Each right will entitle holders of a share of common stock to
purchase one one-
hundredth of a new series of participating preferred stock of the Company
at an exercise
price of $36.00. Each such fractional share of preferred stock is
equivalent in voting
power to one share of Company common stock and would be paid
dividends equal to the
dividends paid on each share of common stock.
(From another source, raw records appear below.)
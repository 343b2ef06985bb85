pub mod outbound;
pub mod signature;
pub mod speech;
pub mod twiml;
pub mod webhook;

use axum::http::{HeaderMap, StatusCode, Uri};
use axum::response::{IntoResponse, Response};

use crate::AppState;

/// Form parameters of a Twilio webhook, in the order they were posted.
pub type WebhookParams = Vec<(String, String)>;

pub fn param<'a>(params: &'a WebhookParams, key: &str) -> Option<&'a str> {
    params
        .iter()
        .find(|(k, _)| k == key)
        .map(|(_, v)| v.as_str())
        .filter(|v| !v.is_empty())
}

/// `base?key=value` with the value form-encoded, for webhook callback URLs.
pub fn callback_url(base: &str, key: &str, value: &str) -> String {
    let query = url::form_urlencoded::Serializer::new(String::new())
        .append_pair(key, value)
        .finish();
    format!("{base}?{query}")
}

pub fn twiml_response(xml: String) -> Response {
    ([("Content-Type", "text/xml")], xml).into_response()
}

/// Reject webhooks whose `X-Twilio-Signature` does not match.
///
/// Twilio signs the public URL it called, so the signed URL is rebuilt
/// from `server.external_url` plus the request path and query.
#[allow(clippy::result_large_err)]
pub fn verify_request(
    state: &AppState,
    headers: &HeaderMap,
    uri: &Uri,
    params: &WebhookParams,
) -> Result<(), Response> {
    if !state.config.twilio.validate_signatures {
        return Ok(());
    }

    let path = uri
        .path_and_query()
        .map(|pq| pq.as_str())
        .unwrap_or_else(|| uri.path());
    let url = format!(
        "{}{}",
        state.config.server.external_url.trim_end_matches('/'),
        path
    );

    let provided = headers
        .get("x-twilio-signature")
        .and_then(|v| v.to_str().ok());

    match provided {
        Some(sig) if signature::validate(&state.config.twilio.auth_token, &url, params, sig) => {
            Ok(())
        }
        _ => {
            tracing::warn!(%url, "Rejected webhook with invalid Twilio signature");
            Err((StatusCode::FORBIDDEN, "invalid signature").into_response())
        }
    }
}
The rights will be
exercisable only if a
person or group acquires beneficial ownership of 15% or more of the
Company's common
stock, or announces a tender or exchange offer upon consummation of
which, such person
or group would beneficially own 15% or more of the common shares of
the Company.
The rights are not triggered by present beneficial holders of 15% or more
of the common
stock unless they subsequently increase their beneficial holdings.
If a person or group becomes a beneficial owner of 15% or more
of the Company's
common shares, then each right not owned by the person or group entitles
its holder to
purchase shares of Company common stock at the right's then current
exercise price (or in
certain circumstances as determined by the Company, a combination of
cash, property,
common shares or other securities), having a value of twice the right's
exercise price of
$36.00. (For example, at a market price of $12.00 per share, each right
would entitle its
holder to purchase approximately six shares of Company common stock.)
For purposes
of determining the value of the participating preferred stock, each one
one-hundredth of a
share will be considered to be equivalent in value to one share of
Company common
stock.
In addition, if the Company is involved in a merger or business combination
transaction with another person in which the Company is not the surviving
corporation,
each right that has not previously been exercised will entitle its holder to
purchase, at the
right's then-current exercise price, common shares of such other person
having a value of
twice the right's exercise price.
The Company may terminate the rights, without payment to the
holders, at any time
until the close of business on the tenth business day following an
announcement by the
Company that a person or group has become the beneficial owner of 15%
or more of the
Company's common stock.
Details of the shareholder protection rights agreement are
outlined in a letter which
will be mailed to all shareholders of record at the close of business on
January 2, 1996.
Astec Industries, Inc. manufactures asphalt mixing plants,
paving equipment, heat
transfer equipment, aggregate crushing equipment, excavating and
trenching equipment,
asphalt recycling equipment, and soil remediation equipment.